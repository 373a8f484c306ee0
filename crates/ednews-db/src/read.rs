//! Read-only query surface consumed by the site renderer.

use serde::Serialize;
use sqlx::SqlitePool;

use crate::headlines::HeadlineRow;
use crate::DbError;

/// A row from the `combined_articles` view.
#[derive(Debug, Clone, Serialize, sqlx::FromRow)]
pub struct CombinedArticleRow {
    pub id: i64,
    pub doi: String,
    pub title: Option<String>,
    pub link: String,
    pub feed_title: Option<String>,
    pub content: Option<String>,
    pub published: Option<String>,
    pub authors: Option<String>,
}

/// Most recent `limit` articles with their publication title, newest first.
///
/// # Errors
///
/// Returns [`DbError::Sqlx`] if the query fails.
pub async fn recent_articles(
    pool: &SqlitePool,
    limit: i64,
) -> Result<Vec<CombinedArticleRow>, DbError> {
    let rows = sqlx::query_as::<_, CombinedArticleRow>(
        "SELECT id, doi, title, link, feed_title, content, published, authors \
         FROM combined_articles \
         ORDER BY published DESC, id DESC \
         LIMIT ?",
    )
    .bind(limit)
    .fetch_all(pool)
    .await?;

    Ok(rows)
}

/// Most recent `limit` headlines, newest first by publication date, then by
/// when they were first seen.
///
/// # Errors
///
/// Returns [`DbError::Sqlx`] if the query fails.
pub async fn recent_headlines(pool: &SqlitePool, limit: i64) -> Result<Vec<HeadlineRow>, DbError> {
    let rows = sqlx::query_as::<_, HeadlineRow>(
        "SELECT id, source, title, text, link, first_seen, published \
         FROM headlines \
         ORDER BY published DESC, first_seen DESC, id DESC \
         LIMIT ?",
    )
    .bind(limit)
    .fetch_all(pool)
    .await?;

    Ok(rows)
}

EXERCISE OBJECTIVE –
From the listing above, return each line with the word "Serialize".

WRITTEN RESPONSE –
use serde::Serialize;
#[derive(Debug, Clone, Serialize, sqlx::FromRow)]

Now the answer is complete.